*** Opening Records supplied ***

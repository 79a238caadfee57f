pub(crate) mod api;
pub(crate) mod core;
pub(crate) mod db;
pub(crate) mod repositories;
pub(crate) mod schemas;
pub(crate) mod services;

#[cfg(test)]
mod test_support;

use std::sync::Arc;

use crate::core::config::{Settings, StoreBackend};
use crate::core::{state::AppState, telemetry};
use crate::repositories::exams::{ExamStore, MemoryExamStore, PgExamStore};
use crate::services::notifications;

async fn build_store(settings: &Settings) -> anyhow::Result<Arc<dyn ExamStore>> {
    match settings.exam().store {
        StoreBackend::Postgres => {
            let pool = db::init_pool(settings).await?;
            db::run_migrations(&pool).await?;
            tracing::info!("Exam store backed by Postgres");
            Ok(Arc::new(PgExamStore::new(pool)))
        }
        StoreBackend::Memory => {
            tracing::warn!("Exam store is in-memory; data is lost on restart");
            Ok(Arc::new(MemoryExamStore::new()))
        }
    }
}

pub async fn run() -> anyhow::Result<()> {
    dotenvy::dotenv().ok();

    let settings = Settings::load()?;
    telemetry::init_tracing(&settings)?;
    core::metrics::init(&settings)?;

    let store = build_store(&settings).await?;
    let notifier = notifications::from_settings(&settings)?;
    let state = AppState::new(settings, store, notifier);

    let app = api::router::router(state.clone());
    let listener = tokio::net::TcpListener::bind(state.settings().server_addr()).await?;

    tracing::info!(
        host = %state.settings().server_host(),
        port = state.settings().server_port(),
        environment = %state.settings().runtime().environment.as_str(),
        store = state.settings().exam().store.as_str(),
        "Gradegate API listening"
    );

    axum::serve(listener, app).with_graceful_shutdown(core::shutdown::shutdown_signal()).await?;

    tracing::info!("Gradegate API stopped");
    Ok(())
}
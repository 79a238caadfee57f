use thiserror::Error;

#[derive(Debug, Clone)]
pub(crate) struct Settings {
    pub(super) server: ServerSettings,
    pub(super) runtime: RuntimeSettings,
    pub(super) api: ApiSettings,
    pub(super) security: SecuritySettings,
    pub(super) cors: CorsSettings,
    pub(super) database: DatabaseSettings,
    pub(super) exam: ExamSettings,
    pub(super) notifications: NotificationSettings,
    pub(super) telemetry: TelemetrySettings,
}

#[derive(Debug, Clone)]
pub(crate) struct ServerSettings {
    pub(super) host: ServerHost,
    pub(super) port: ServerPort,
}

#[derive(Debug, Clone)]
pub(crate) struct ApiSettings {
    pub(crate) project_name: String,
    pub(crate) version: String,
    pub(crate) api_v1_str: String,
}

#[derive(Debug, Clone)]
pub(crate) struct SecuritySettings {
    pub(crate) secret_key: String,
    pub(crate) algorithm: String,
}

#[derive(Debug, Clone)]
pub(crate) struct CorsSettings {
    pub(crate) origins: Vec<String>,
}

#[derive(Debug, Clone)]
pub(crate) struct DatabaseSettings {
    pub(crate) postgres_server: String,
    pub(crate) postgres_port: u16,
    pub(crate) postgres_user: String,
    pub(crate) postgres_password: String,
    pub(crate) postgres_db: String,
    pub(crate) database_url: Option<String>,
}

#[derive(Debug, Clone, Copy, PartialEq, Eq)]
pub(crate) enum StoreBackend {
    Postgres,
    Memory,
}

impl StoreBackend {
    pub(crate) fn as_str(self) -> &'static str {
        match self {
            Self::Postgres => "postgres",
            Self::Memory => "memory",
        }
    }
}

#[derive(Debug, Clone)]
pub(crate) struct ExamSettings {
    pub(crate) store: StoreBackend,
    pub(crate) write_retries: u32,
}

#[derive(Debug, Clone)]
pub(crate) struct NotificationSettings {
    pub(crate) webhook_url: Option<String>,
    pub(crate) timeout_seconds: u64,
}

#[derive(Debug, Clone)]
pub(crate) struct TelemetrySettings {
    pub(crate) log_level: String,
    pub(crate) json: bool,
    pub(crate) prometheus_enabled: bool,
}

#[derive(Debug, Clone)]
pub(crate) struct RuntimeSettings {
    pub(crate) environment: Environment,
    pub(crate) strict_config: bool,
}

#[derive(Debug, Clone, Copy, PartialEq, Eq)]
pub(crate) enum Environment {
    Development,
    Production,
    Staging,
    Test,
}

impl Environment {
    pub(crate) fn as_str(self) -> &'static str {
        match self {
            Self::Development => "development",
            Self::Production => "production",
            Self::Staging => "staging",
            Self::Test => "test",
        }
    }

    pub(super) fn is_production(self) -> bool {
        matches!(self, Self::Production)
    }
}

#[derive(Debug, Clone)]
pub(crate) struct ServerHost(pub(super) String);

#[derive(Debug, Clone, Copy)]
pub(crate) struct ServerPort(pub(super) u16);

#[derive(Debug, Error)]
pub(crate) enum ConfigError {
    #[error("invalid server host: {0}")]
    InvalidHost(String),
    #[error("invalid server port: {0}")]
    InvalidPort(String),
    #[error("invalid value for {field}: {value}")]
    InvalidValue { field: &'static str, value: String },
    #[error("invalid cors origins: {0}")]
    InvalidCors(String),
    #[error("missing required secret for {0}")]
    MissingSecret(&'static str),
}

impl DatabaseSettings {
    pub(crate) fn database_url(&self) -> String {
        if let Some(url) = &self.database_url {
            return url.clone();
        }

        format!(
            "postgresql://{}:{}@{}:{}/{}",
            self.postgres_user,
            self.postgres_password,
            self.postgres_server,
            self.postgres_port,
            self.postgres_db
        )
    }
}

impl ServerHost {
    pub(super) fn parse(value: String) -> Result<Self, ConfigError> {
        if value.trim().is_empty() {
            return Err(ConfigError::InvalidHost(value));
        }

        Ok(Self(value))
    }
}

impl ServerPort {
    pub(super) fn parse(value: String) -> Result<Self, ConfigError> {
        let parsed: u16 = value.parse().map_err(|_| ConfigError::InvalidPort(value.clone()))?;
        if parsed == 0 {
            return Err(ConfigError::InvalidPort(value));
        }

        Ok(Self(parsed))
    }
}
use tokio::signal;

/// Resolves on Ctrl+C or SIGTERM; in-flight writes finish before the server stops.
pub(crate) async fn shutdown_signal() {
    let ctrl_c = async {
        if let Err(err) = signal::ctrl_c().await {
            tracing::error!(error = %err, "Failed to install Ctrl+C handler");
            std::future::pending::<()>().await;
        }
    };

    #[cfg(unix)]
    let terminate = async {
        match signal::unix::signal(signal::unix::SignalKind::terminate()) {
            Ok(mut stream) => {
                stream.recv().await;
            }
            Err(err) => {
                tracing::error!(error = %err, "Failed to install SIGTERM handler");
                std::future::pending::<()>().await;
            }
        }
    };

    #[cfg(not(unix))]
    let terminate = std::future::pending::<()>();

    let signal_name = tokio::select! {
        _ = ctrl_c => "ctrl_c",
        _ = terminate => "sigterm",
    };

    tracing::info!(signal = signal_name, "Shutdown signal received; draining exam requests");
}
use tracing_subscriber::{fmt, EnvFilter};

use crate::core::config::Settings;

/// Audit events are emitted under the `audit` target, so targets stay visible.
pub(crate) fn init_tracing(settings: &Settings) -> anyhow::Result<()> {
    let filter = EnvFilter::try_from_default_env()
        .unwrap_or_else(|_| EnvFilter::new(settings.telemetry().log_level.clone()));

    let builder = fmt().with_env_filter(filter).with_target(true);

    if settings.telemetry().json {
        builder
            .json()
            .with_current_span(false)
            .try_init()
            .map_err(|err| anyhow::anyhow!(err.to_string()))?;
    } else {
        builder.compact().try_init().map_err(|err| anyhow::anyhow!(err.to_string()))?;
    }

    Ok(())
}
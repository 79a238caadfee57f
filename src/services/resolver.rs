//! Maps whatever a client sent to identify a question onto the exam's question set.
//!
//! Precedence is fixed: explicit `question_number` first, then a catalog id equal to
//! the reference, then a legacy textual pattern (`q3`, `question_3`, `Q-3`, `3`).

use crate::db::models::Question;

#[derive(Debug, Clone, Copy, PartialEq, Eq)]
pub(crate) enum MatchedBy {
    Number,
    CatalogId,
    LegacyPattern,
}

#[derive(Debug, Clone, Copy, PartialEq)]
pub(crate) enum Resolution<'q> {
    Found { question: &'q Question, matched_by: MatchedBy },
    NotFound,
}

pub(crate) fn resolve<'q>(
    questions: &'q [Question],
    number: Option<u32>,
    reference: Option<&str>,
) -> Resolution<'q> {
    if let Some(number) = number.filter(|value| *value > 0) {
        if let Some(question) = by_number(questions, number) {
            return Resolution::Found { question, matched_by: MatchedBy::Number };
        }
    }

    let Some(reference) = reference.map(str::trim).filter(|value| !value.is_empty()) else {
        return Resolution::NotFound;
    };

    if let Some(question) =
        questions.iter().find(|question| question.id.as_deref() == Some(reference))
    {
        return Resolution::Found { question, matched_by: MatchedBy::CatalogId };
    }

    parse_legacy_reference(reference)
        .and_then(|number| by_number(questions, number))
        .map(|question| Resolution::Found { question, matched_by: MatchedBy::LegacyPattern })
        .unwrap_or(Resolution::NotFound)
}

fn by_number(questions: &[Question], number: u32) -> Option<&Question> {
    questions.iter().find(|question| question.question_number == number)
}

/// Accepts `3`, `q3`, `Q_3`, `question-3`, `question 3`.
pub(crate) fn parse_legacy_reference(reference: &str) -> Option<u32> {
    let lowered = reference.trim().to_ascii_lowercase();
    let rest = lowered
        .strip_prefix("question")
        .or_else(|| lowered.strip_prefix('q'))
        .unwrap_or(&lowered);
    let digits = rest.trim_start_matches(['_', '-', ' ', '#']);

    if digits.is_empty() || !digits.chars().all(|c| c.is_ascii_digit()) {
        return None;
    }

    digits.parse::<u32>().ok().filter(|number| *number > 0)
}

#[cfg(test)]
mod tests {
    use super::*;
    use crate::db::types::QuestionType;

    fn question(number: u32, id: Option<&str>) -> Question {
        Question {
            question_number: number,
            id: id.map(str::to_string),
            text: format!("Question {number}"),
            question_type: QuestionType::Theory,
            marks: 1.0,
            options: Vec::new(),
            correct_option: None,
        }
    }

    #[test]
    fn number_takes_precedence_over_reference() {
        let questions = vec![question(1, Some("q2")), question(2, None)];
        let resolution = resolve(&questions, Some(2), Some("q2"));
        assert_eq!(
            resolution,
            Resolution::Found { question: &questions[1], matched_by: MatchedBy::Number }
        );
    }

    #[test]
    fn catalog_id_beats_legacy_pattern() {
        let questions = vec![question(1, Some("q2")), question(2, None)];
        let resolution = resolve(&questions, None, Some("q2"));
        assert_eq!(
            resolution,
            Resolution::Found { question: &questions[0], matched_by: MatchedBy::CatalogId }
        );
    }

    #[test]
    fn unknown_number_falls_back_to_reference() {
        let questions = vec![question(1, None), question(2, None)];
        let resolution = resolve(&questions, Some(9), Some("question_2"));
        assert_eq!(
            resolution,
            Resolution::Found { question: &questions[1], matched_by: MatchedBy::LegacyPattern }
        );
    }

    #[test]
    fn zero_number_without_reference_is_not_found() {
        let questions = vec![question(1, None)];
        assert_eq!(resolve(&questions, Some(0), None), Resolution::NotFound);
        assert_eq!(resolve(&questions, None, Some("   ")), Resolution::NotFound);
        assert_eq!(resolve(&questions, None, Some("q7")), Resolution::NotFound);
    }

    #[test]
    fn legacy_patterns() {
        assert_eq!(parse_legacy_reference("3"), Some(3));
        assert_eq!(parse_legacy_reference("q3"), Some(3));
        assert_eq!(parse_legacy_reference("Q_12"), Some(12));
        assert_eq!(parse_legacy_reference("question-4"), Some(4));
        assert_eq!(parse_legacy_reference("Question 5"), Some(5));
        assert_eq!(parse_legacy_reference("q0"), None);
        assert_eq!(parse_legacy_reference("quiz"), None);
        assert_eq!(parse_legacy_reference("q3a"), None);
    }
}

*** Closing Records supplied ***

▶ [Activity] Using the data above, report how many lines include the string "enum" and add nothing to the number.

▶ [Task response] 5